To his credit, Freud sensed that this was an important request and let her proceed as she wished. She began talking of her husband’s death and wandered on from there, eventually speaking of the slander circulated by his relatives and by a “shady journalist” to the effect that she had poisoned him. Although this had nothing to do with her gastric pains, it revealed to Freud why she was so isolated and unsociable, and why she hated strangers; previous urging had not elicited the significant thoughts, but allowing her to ramble freely had. He realized that, wearisome as it might be, allowing the patient to say whatever came into her mind was a more effective route to hidden memories than prodding and probing; this eventually led him to the use of the technique, critically important to both therapy and research, of “free association.”
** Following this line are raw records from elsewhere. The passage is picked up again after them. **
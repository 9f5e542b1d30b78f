//! Raw records as TheMealDB sends them.
//!
//! Only the fields the finder reads are named. The numbered
//! `strIngredientN` / `strMeasureN` pairs and anything else the service adds
//! land in [`MealRecord::slots`].

use serde::Deserialize;
use serde_json::Value;
use std::collections::HashMap;

/// Number of ingredient/measure slot pairs in a record
pub const INGREDIENT_SLOTS: usize = 20;

/// Body of a `search.php` response. `meals` is missing or `null` when nothing matched.
#[derive(Debug, Default, Deserialize)]
pub struct MealSearchResponse {
    #[serde(default)]
    pub meals: Option<Vec<MealRecord>>,
}

/// One dish in the provider's native shape
#[derive(Debug, Clone, Default, Deserialize)]
pub struct MealRecord {
    #[serde(rename = "idMeal", default)]
    pub id: Option<Value>,
    #[serde(rename = "strMeal", default)]
    pub name: Option<String>,
    #[serde(rename = "strCategory", default)]
    pub category: Option<String>,
    #[serde(rename = "strInstructions", default)]
    pub instructions: Option<String>,
    #[serde(rename = "strMealThumb", default)]
    pub thumbnail: Option<String>,
    #[serde(flatten)]
    pub slots: HashMap<String, Value>,
}

impl MealRecord {
    /// The provider's identifier, if it sent a usable one
    pub fn native_id(&self) -> Option<String> {
        match self.id.as_ref()? {
            Value::String(id) if !id.is_empty() => Some(id.clone()),
            Value::Number(n) if n.as_f64() != Some(0.0) => Some(n.to_string()),
            _ => None,
        }
    }

    /// Ingredient name in slot `slot` (1-based), when it is a string
    pub fn ingredient(&self, slot: usize) -> Option<&str> {
        self.slot_text("strIngredient", slot)
    }

    /// Measure in slot `slot` (1-based), when it is a string
    pub fn measure(&self, slot: usize) -> Option<&str> {
        self.slot_text("strMeasure", slot)
    }

    fn slot_text(&self, prefix: &str, slot: usize) -> Option<&str> {
        self.slots
            .get(&format!("{}{}", prefix, slot))
            .and_then(Value::as_str)
    }
}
Freud recognized, too, that the technique might spare him the attempt at hypnosis with patients who could not be hypnotized. He asked them—and, after a while, all his patients—to lie down on a couch in his office, close their eyes, concentrate on remembering, and say whatever came to mind. Often they would go blank; nothing would come to mind, or what came was irrelevant, and for good reason: Freud had already noticed that forgotten memories that were retrieved only with great difficulty were those one would prefer to forget—memories involving shame, self-reproach, “psychical pain,” or actual harm. Patients who could not remember traumatic episodes were unconsciously defending themselves from pain.

Freud called this inability to retrieve painful memories “resistance” and invented a way to break through it. He first used the technique in 1892 with a young woman who could not be hypnotized and who was unable to produce useful memories. He pressed her forehead with his hand, assuring her that this would infallibly produce such memories. And it did.